No, for income tax purposes. Both are ordinary income and both are supplemental wages subject to the same mandatory 22% withholding rate (37% once cumulative supplemental wages exceed $1 million for the year). For FICA, the Supreme Court confirmed in 2014 that both forms are wages subject to Social Security and Medicare taxes.
Does the label affect when I can start collecting unemployment benefits?
In most states, yes. Wages in lieu of notice tied to a specific period delay UI for those weeks. True severance with no period reference may not delay benefits at all — particularly in Washington, which has an explicit exclusion for severance pay under RCW 50.04.320(4)(d). California is generally favorable: lump-sum severance is not delayed under Cal. UIC § 1265 / EDD SUB-plan precedent, so file your claim on your last day for that form. But wages-in-lieu-of-notice clearly allocated to a defined notice period may be subject to EDD's allocation analysis (DE 1101I) and could delay benefits for that period.
My agreement says "wages in lieu of the two-week notice period." Does that delay UI?
In most states outside California, yes — the two-week period reference means those weeks are treated as compensated employment. You would need to wait out those two weeks before UI benefits can begin. In New York, the delay applies only if the prorated weekly dismissal pay exceeds your maximum weekly benefit rate plus partial benefit credit under N.Y. Labor Law § 591(6).
How does WARN Act back pay relate to wages in lieu of notice?
They are legally distinct.
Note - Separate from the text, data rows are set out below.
/// Default number of samples a trace may hold
pub const DEFAULT_TRACE_CAPACITY: usize = 32 * 1024;

/// Result of appending one sample
#[derive(Debug, Clone, Copy, PartialEq, Eq)]
pub enum Append {
    /// Sample stored
    Stored,
    /// Buffer became full with this append, sample dropped. Reported once per run.
    Truncated,
    /// Buffer already full or finalized, sample dropped silently
    Dropped,
}

/// Fixed capacity, append-only sample buffer reused across runs.
#[derive(Debug)]
pub struct TraceBuffer {
    samples: Vec<u8>,
    capacity: usize,
    truncated: bool,
    finalized: bool,
}

impl TraceBuffer {
    pub fn new(capacity: usize) -> Self {
        Self {
            samples: Vec::with_capacity(capacity),
            capacity,
            truncated: false,
            finalized: false,
        }
    }

    /// Add a sample if there is room left
    pub fn append(&mut self, sample: u8) -> Append {
        if self.finalized {
            return Append::Dropped;
        }
        if self.samples.len() < self.capacity {
            self.samples.push(sample);
            return Append::Stored;
        }
        if self.truncated {
            Append::Dropped
        } else {
            self.truncated = true;
            Append::Truncated
        }
    }

    /// Freeze the trace. Returns false if it was already finalized.
    pub fn finalize(&mut self) -> bool {
        !std::mem::replace(&mut self.finalized, true)
    }

    /// Empty the buffer for the next run, keeping the allocation
    pub fn reset(&mut self) {
        self.samples.clear();
        self.truncated = false;
        self.finalized = false;
    }

    pub fn samples(&self) -> &[u8] {
        &self.samples
    }

    pub fn len(&self) -> usize {
        self.samples.len()
    }

    pub fn is_empty(&self) -> bool {
        self.samples.is_empty()
    }

    pub fn capacity(&self) -> usize {
        self.capacity
    }

    pub fn is_truncated(&self) -> bool {
        self.truncated
    }

    pub fn is_finalized(&self) -> bool {
        self.finalized
    }
}
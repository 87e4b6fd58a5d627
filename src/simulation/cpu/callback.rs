use super::{
    CpuState, HarnessHooks, HostCommand, MachineSnapshot, Unicorn, HOST_IO_ARG0, HOST_IO_ARG1,
    HOST_IO_COMMAND, HOST_IO_MARKER, HOST_IO_SIZE, TRACE_REGISTERS,
};
use log::{debug, warn};
use unicorn_engine::unicorn_const::uc_error;

/// Read registers and working memory into `snapshot`
fn capture_snapshot<H>(
    emu: &Unicorn<CpuState<H>>,
    snapshot: &mut MachineSnapshot,
) -> Result<(), uc_error> {
    for (value, register) in snapshot.registers.iter_mut().zip(TRACE_REGISTERS) {
        *value = emu.reg_read(register)? as u32;
    }
    emu.mem_read(emu.get_data().ram_base, &mut snapshot.memory)
}

/// Remember the fault for the caller of `emu_start` and stop
fn stop_with_fault<H>(emu: &mut Unicorn<CpuState<H>>, error: uc_error, context: &'static str) {
    emu.get_data_mut().fault = Some((error, context));
    if let Err(e) = emu.emu_stop() {
        warn!("Failed to stop emulation: {e:?}");
    }
}

/// Capture the machine state and hand it to `deliver`
fn with_snapshot<H: HarnessHooks>(
    emu: &mut Unicorn<CpuState<H>>,
    context: &'static str,
    deliver: impl FnOnce(&mut H, &MachineSnapshot),
) {
    let mut snapshot = std::mem::take(&mut emu.get_data_mut().snapshot);
    match capture_snapshot(emu, &mut snapshot) {
        Ok(()) => deliver(&mut emu.get_data_mut().hooks, &snapshot),
        Err(error) => stop_with_fault(emu, error, context),
    }
    emu.get_data_mut().snapshot = snapshot;
}

/// Code hook, runs before every instruction.
///
/// The state seen here is the result of the previous instruction, so every
/// call while measuring yields the sample of the step that just finished.
pub fn hook_code_callback<H: HarnessHooks>(
    emu: &mut Unicorn<CpuState<H>>,
    _address: u64,
    _size: u32,
) {
    if !emu.get_data().hooks.is_measuring() {
        return;
    }
    with_snapshot(emu, "step snapshot", |hooks, snapshot| hooks.on_step(snapshot));
}

/// Callback for host I/O page write access
///
/// Markers, transfers and exit requested by the firmware
pub fn mmio_host_write_callback<H: HarnessHooks>(
    emu: &mut Unicorn<CpuState<H>>,
    offset: u64,
    _size: usize,
    value: u64,
) {
    match offset & (HOST_IO_SIZE as u64 - 1) {
        HOST_IO_MARKER => {
            debug!("Indicator: marker {value}");
            with_snapshot(emu, "marker snapshot", |hooks, snapshot| {
                hooks.on_marker(value as u32, snapshot)
            });
        }
        HOST_IO_ARG0 => emu.get_data_mut().io_address = value,
        HOST_IO_ARG1 => emu.get_data_mut().io_length = value,
        HOST_IO_COMMAND => match HostCommand::from_value(value) {
            Some(command) => host_command(emu, command),
            None => warn!("Unknown host command {value}"),
        },
        other => debug!("Write to unused host register 0x{other:02X}"),
    }
}

fn host_command<H: HarnessHooks>(emu: &mut Unicorn<CpuState<H>>, command: HostCommand) {
    let state = emu.get_data();
    let address = state.io_address;
    // A transfer never exceeds the working memory size
    let length = (state.io_length as usize).min(state.snapshot.memory.len());
    let status = state.io_length as u32;

    match command {
        HostCommand::Read => {
            let mut buffer = vec![0u8; length];
            emu.get_data_mut().hooks.on_read(&mut buffer);
            if let Err(error) = emu.mem_write(address, &buffer) {
                stop_with_fault(emu, error, "host read");
            }
        }
        HostCommand::Write => {
            let mut buffer = vec![0u8; length];
            match emu.mem_read(address, &mut buffer) {
                Ok(()) => emu.get_data_mut().hooks.on_write(&buffer),
                Err(error) => stop_with_fault(emu, error, "host write"),
            }
        }
        HostCommand::Exit => {
            let state = emu.get_data_mut();
            state.hooks.on_exit(status);
            state.exited = true;
            if let Err(e) = emu.emu_stop() {
                warn!("Failed to stop emulation: {e:?}");
            }
        }
    }
}
//! Measurement window: the armed/disarmed gate driven by synchronization markers.

/// Marker that arms the window
pub const START_MARKER: u32 = 1;
/// Marker that disarms the window
pub const END_MARKER: u32 = 2;
/// Marker emitted by the guest runtime outside of any measurement
pub const IDLE_MARKER: u32 = 255;

#[derive(Debug, Clone, Copy, PartialEq, Eq, Default)]
pub enum WindowState {
    #[default]
    Disarmed,
    Armed,
}

/// Outcome of a marker delivered to the window
#[derive(Debug, Clone, Copy, PartialEq, Eq)]
pub enum MarkerEvent {
    /// Window opened, snapshot the machine as power model reference
    Armed,
    /// Window closed, trace can be finalized
    Disarmed,
    /// Idle marker, nothing to do
    Ignored,
    /// Marker id without meaning for the harness
    Unknown(u32),
    /// Start marker while the window was already armed
    RearmedWhileArmed,
    /// Start marker after this run's window was closed
    WindowAlreadyClosed,
    /// End marker without an open window
    DisarmedWhileDisarmed,
}

/// Two-state gate, exactly one window per run.
#[derive(Debug, Default)]
pub struct MeasurementWindow {
    state: WindowState,
    closed: bool,
}

impl MeasurementWindow {
    pub fn new() -> Self {
        Self::default()
    }

    /// Apply a marker. Protocol violations leave the state unchanged.
    pub fn on_marker(&mut self, marker: u32) -> MarkerEvent {
        match (marker, self.state) {
            (START_MARKER, WindowState::Disarmed) if self.closed => MarkerEvent::WindowAlreadyClosed,
            (START_MARKER, WindowState::Disarmed) => {
                self.state = WindowState::Armed;
                MarkerEvent::Armed
            }
            (START_MARKER, WindowState::Armed) => MarkerEvent::RearmedWhileArmed,
            (END_MARKER, WindowState::Armed) => {
                self.state = WindowState::Disarmed;
                self.closed = true;
                MarkerEvent::Disarmed
            }
            (END_MARKER, WindowState::Disarmed) => MarkerEvent::DisarmedWhileDisarmed,
            (IDLE_MARKER, _) => MarkerEvent::Ignored,
            (other, _) => MarkerEvent::Unknown(other),
        }
    }

    pub fn is_armed(&self) -> bool {
        self.state == WindowState::Armed
    }

    /// True once the window of this run was armed and closed again
    pub fn is_closed(&self) -> bool {
        self.closed
    }

    pub fn state(&self) -> WindowState {
        self.state
    }

    pub fn reset(&mut self) {
        self.state = WindowState::Disarmed;
        self.closed = false;
    }
}
//! Error types of the trace simulator.
//!
//! Only fatal conditions are errors. Protocol violations, saturated samples
//! and truncated traces are reported through [`crate::simulation::RunDiagnostics`]
//! and never abort a dataset.

use std::path::PathBuf;
use thiserror::Error;
use unicorn_engine::unicorn_const::uc_error;

/// Reasons a hex key string is rejected
#[derive(Debug, Clone, PartialEq, Eq, Error)]
pub enum KeyError {
    #[error("length not divisible by 2")]
    OddLength,
    #[error("too long, can only handle up to {max} bytes")]
    TooLong { max: usize },
    #[error("digit at offset {offset} invalid")]
    InvalidDigit { offset: usize },
}

/// Fatal errors of the simulator
#[derive(Debug, Error)]
pub enum SimulatorError {
    /// Invalid option value or configuration file
    #[error("Configuration error: {0}")]
    Config(String),

    /// Key given on the command line or in the configuration file is malformed
    #[error("Could not parse \"{input}\" as a hex string: {reason}")]
    InvalidKey { input: String, reason: KeyError },

    /// Firmware image cannot be loaded
    #[error("Firmware error: {0}")]
    Firmware(String),

    /// Emulator setup failed
    #[error("Emulator error: {0:?}")]
    Emulator(uc_error),

    /// Emulation of a run stopped with a fault
    #[error("Simulation failed during {context}: {error:?} at PC 0x{pc:08X}")]
    Emulation {
        context: &'static str,
        error: uc_error,
        pc: u64,
    },

    /// Instruction cap reached before the firmware issued its exit
    #[error("Target did not exit within {limit} instructions")]
    NoExit { limit: usize },

    /// Emulation ended without the firmware issuing its exit
    #[error("Emulation stopped before the target issued its exit")]
    StoppedWithoutExit,

    /// Plaintext source could not deliver random bytes
    #[error("Random source unavailable: {0}")]
    RandomSource(String),

    /// Output directory or trace file could not be created or written
    #[error("{}: {source}", .path.display())]
    Io {
        path: PathBuf,
        source: std::io::Error,
    },

    /// Output path exceeds the file system limit
    #[error("Output path {path} exceeds {max} bytes")]
    PathTooLong { path: String, max: usize },

    /// Combined tracefile could not be encoded or decoded
    #[error("{}: {source}", .path.display())]
    Tracefile {
        path: PathBuf,
        source: serde_json::Error,
    },
}

impl From<uc_error> for SimulatorError {
    fn from(error: uc_error) -> Self {
        SimulatorError::Emulator(error)
    }
}

/// Result type of the simulator
pub type Result<T> = std::result::Result<T, SimulatorError>;
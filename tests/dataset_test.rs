use power_trace_simulator::config::FileConfig;
use power_trace_simulator::prelude::*;
use std::collections::HashSet;
use std::path::{Path, PathBuf};

const MEMORY: usize = 64;
const KEY: &str = "000102030405060708090a0b0c0d0e0f";

/// Target double playing a fixed firmware script against the harness.
///
/// The script reads key and plaintext, XORs them inside the measurement
/// window one byte per step and reports the result as ciphertext.
struct ScriptedTarget {
    harness: TraceHarness,
    close_window: bool,
    extra_marker: Option<u32>,
    fail_on_run: Option<usize>,
    runs: usize,
    resets: usize,
}

impl ScriptedTarget {
    fn new() -> Self {
        Self {
            harness: TraceHarness::new(MEMORY, 1024),
            close_window: true,
            extra_marker: None,
            fail_on_run: None,
            runs: 0,
            resets: 0,
        }
    }

    fn step(&mut self, state: &MachineSnapshot) {
        if self.harness.is_measuring() {
            self.harness.on_step(state);
        }
    }
}

impl Target<TraceHarness> for ScriptedTarget {
    fn reset(&mut self) -> Result<()> {
        self.resets += 1;
        Ok(())
    }

    fn run_to_completion(&mut self) -> Result<()> {
        self.runs += 1;
        if self.fail_on_run == Some(self.runs) {
            return Err(SimulatorError::StoppedWithoutExit);
        }

        let mut key = [0u8; BLOCK_SIZE];
        let mut plaintext = [0u8; BLOCK_SIZE];
        self.harness.on_read(&mut key);
        self.harness.on_read(&mut plaintext);

        let mut state = MachineSnapshot::new(MEMORY);
        state.memory[..BLOCK_SIZE].copy_from_slice(&plaintext);
        self.harness.on_marker(1, &state);
        if let Some(marker) = self.extra_marker {
            self.harness.on_marker(marker, &state);
        }
        for index in 0..BLOCK_SIZE {
            state.memory[index] ^= key[index];
            self.step(&state);
        }
        if self.close_window {
            self.harness.on_marker(2, &state);
        }

        self.harness.on_write(&key);
        self.harness.on_write(&plaintext);
        self.harness.on_write(&state.memory[..BLOCK_SIZE]);
        self.harness.on_exit(0);
        Ok(())
    }

    fn hooks(&self) -> &TraceHarness {
        &self.harness
    }

    fn hooks_mut(&mut self) -> &mut TraceHarness {
        &mut self.harness
    }
}

fn output_directory(name: &str) -> PathBuf {
    let directory = std::env::temp_dir().join(format!(
        "power_trace_simulator_{name}_{}",
        std::process::id()
    ));
    let _ = std::fs::remove_dir_all(&directory);
    directory
}

fn config(directory: &Path, trace_count: usize, seed: u64) -> Config {
    Config::resolve(
        FileConfig {
            trace_count: Some(trace_count),
            key: Some(KEY.to_string()),
            seed: Some(seed),
            ..Default::default()
        },
        directory.to_path_buf(),
    )
    .unwrap()
}

/// All trace files of `directory` with their decoded labels and samples
fn read_traces(directory: &Path) -> Vec<(Block, Block, Vec<u8>)> {
    let mut traces: Vec<_> = std::fs::read_dir(directory)
        .unwrap()
        .map(|entry| {
            let path = entry.unwrap().path();
            let name = path.file_name().unwrap().to_str().unwrap().to_string();
            let (plaintext, ciphertext) = parse_trace_filename(&name).unwrap();
            (plaintext, ciphertext, std::fs::read(&path).unwrap())
        })
        .collect();
    traces.sort();
    traces
}

fn expected_trace() -> Vec<u8> {
    parse_hex_key(KEY)
        .unwrap()
        .iter()
        .map(|byte| byte.count_ones() as u8)
        .collect()
}

#[test]
/// Generate the default number of traces
///
/// Every run gets its own plaintext, so every run leaves its own file. The
/// ciphertext label is the one the firmware wrote back.
fn thousand_distinct_traces() {
    let directory = output_directory("thousand");
    let config = config(&directory, 1000, 1);
    let key = config.key;
    let mut generator = DatasetGenerator::new(&config, ScriptedTarget::new()).unwrap();
    let summary = generator.run().unwrap();

    assert_eq!(summary.traces_written, 1000);
    assert_eq!(summary.total_samples, 1000 * BLOCK_SIZE);
    assert!(summary.is_clean());
    assert_eq!(generator.target().runs, 1000);
    assert_eq!(generator.target().resets, 1000);

    let traces = read_traces(&directory);
    assert_eq!(traces.len(), 1000);
    let plaintexts: HashSet<Block> = traces.iter().map(|(plaintext, _, _)| *plaintext).collect();
    assert_eq!(plaintexts.len(), 1000);
    for (plaintext, ciphertext, _) in &traces {
        let expected: Vec<u8> = plaintext.iter().zip(key).map(|(p, k)| p ^ k).collect();
        assert_eq!(ciphertext.to_vec(), expected);
    }
    std::fs::remove_dir_all(&directory).unwrap();
}

#[test]
/// Samples only depend on the state of the current run
///
/// The arm snapshot holds the plaintext of the run. If the history of an
/// earlier run leaked into the first sample, traces would differ.
fn first_sample_uses_current_arm_snapshot() {
    let directory = output_directory("first_sample");
    let config = config(&directory, 20, 2);
    let mut generator = DatasetGenerator::new(&config, ScriptedTarget::new()).unwrap();
    generator.run().unwrap();

    let expected = expected_trace();
    for (_, _, samples) in read_traces(&directory) {
        assert_eq!(samples, expected);
    }
    std::fs::remove_dir_all(&directory).unwrap();
}

#[test]
/// Identical seeds give identical datasets
fn seeded_runs_are_reproducible() {
    let first = output_directory("seed_a");
    let second = output_directory("seed_b");
    for directory in [&first, &second] {
        let config = config(directory, 25, 99);
        DatasetGenerator::new(&config, ScriptedTarget::new())
            .unwrap()
            .run()
            .unwrap();
    }
    assert_eq!(read_traces(&first), read_traces(&second));
    std::fs::remove_dir_all(&first).unwrap();
    std::fs::remove_dir_all(&second).unwrap();
}

#[test]
/// Firmware not closing its window still yields a trace per run
fn open_window_is_reported_not_fatal() {
    let directory = output_directory("open_window");
    let config = config(&directory, 5, 3);
    let mut target = ScriptedTarget::new();
    target.close_window = false;
    target.extra_marker = Some(7);
    let summary = DatasetGenerator::new(&config, target)
        .unwrap()
        .run()
        .unwrap();

    assert_eq!(summary.traces_written, 5);
    assert_eq!(summary.protocol_violations, 5);
    assert_eq!(summary.unknown_markers, 5);
    assert!(!summary.is_clean());
    for (_, _, samples) in read_traces(&directory) {
        assert_eq!(samples, expected_trace());
    }
    std::fs::remove_dir_all(&directory).unwrap();
}

#[test]
/// A fatal target error stops the dataset, earlier traces stay on disk
fn target_error_aborts_dataset() {
    let directory = output_directory("abort");
    let config = config(&directory, 10, 4);
    let mut target = ScriptedTarget::new();
    target.fail_on_run = Some(3);
    let mut generator = DatasetGenerator::new(&config, target).unwrap();

    assert!(matches!(
        generator.run(),
        Err(SimulatorError::StoppedWithoutExit)
    ));
    assert_eq!(generator.summary().traces_written, 2);
    assert_eq!(read_traces(&directory).len(), 2);
    std::fs::remove_dir_all(&directory).unwrap();
}

#[test]
/// Zero traces requested creates only the output directory
fn zero_traces() {
    let directory = output_directory("zero");
    let config = config(&directory, 0, 5);
    let summary = DatasetGenerator::new(&config, ScriptedTarget::new())
        .unwrap()
        .run()
        .unwrap();
    assert_eq!(summary, DatasetSummary::default());
    assert!(directory.is_dir());
    assert!(read_traces(&directory).is_empty());
    std::fs::remove_dir_all(&directory).unwrap();
}

#[test]
/// Generated traces merge into one tracefile
///
/// Labels and samples read back from the JSON match the trace files.
fn combined_tracefile() {
    let directory = output_directory("combined");
    let config = config(&directory, 6, 8);
    DatasetGenerator::new(&config, ScriptedTarget::new())
        .unwrap()
        .run()
        .unwrap();
    let expected = read_traces(&directory);

    let tracefile =
        Tracefile::combine(&directory, CipherMode::Aes128Encrypt, Some(config.key)).unwrap();
    let json = std::env::temp_dir().join(format!(
        "power_trace_simulator_combined_{}.json",
        std::process::id()
    ));
    tracefile.write(&json).unwrap();
    let loaded = Tracefile::load(&json).unwrap();

    assert_eq!(loaded.meta.key, Some(config.key));
    assert_eq!(loaded.meta.algorithm, "AES-128");
    let combined: Vec<_> = loaded
        .traces
        .into_iter()
        .map(|entry| (entry.plaintext, entry.ciphertext, entry.data))
        .collect();
    assert_eq!(combined, expected);
    std::fs::remove_file(&json).unwrap();
    std::fs::remove_dir_all(&directory).unwrap();
}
Wages in lieu of notice is a contractual substitute for a notice period. WARN back pay under 29 U.S.C. § 2104 is a statutory penalty owed when an employer violates the 60-day notice requirement — calculated at the employee's regular rate for each day of violation, up to 60 days. Most states treat WARN back pay as a penalty, not wages, so it generally does not delay UI. Always disclose it on your UI claim and let your state agency classify it.
Can my employer change the label in the separation agreement to give me a better UI outcome?
In theory, yes. An employer who agrees to call the payment "severance" rather than "wages in lieu of notice," and omits any reference to a specific notice period, may improve your UI outcome in states like Washington. In practice, employers rarely restructure payment labels for employee benefit. If UI timing matters to you, negotiate the payment structure — not just the amount — before signing.
I am in Florida. How many weeks will I be disqualified?
Under Fla. Stat. § 443.101(3), the number of disqualification weeks equals your total severance (or wages in lieu of notice) divided by your average weekly wage from that employer, rounded down. If the resulting prorated weekly amount is less than your weekly benefit, you may receive reduced benefits rather than nothing for those weeks.
Does biweekly salary continuation count as wages in lieu of notice?
Most states treat biweekly salary continuation the same as wages in lieu of notice for UI purposes — each pay period represents compensated employment, delaying UI for that period. The key factor is whether each installment is tied to a specific time period, not whether it is paid upfront or in installments. California remains the exception where neither structure delays benefits.
Does the 22% supplemental withholding apply if severance is paid as salary continuation on a regular payroll?
Not necessarily. IRS Pub 15-A allows employers to use the regular wage withholding method (W-4 tables) for supplemental wages when they are paid at the same time as regular wages, rather than the flat 22% supplemental rate. This is one practical tax difference between lump-sum wages in lieu of notice and biweekly salary continuation — the continuation may generate less upfront withholding, improving near-term cash flow.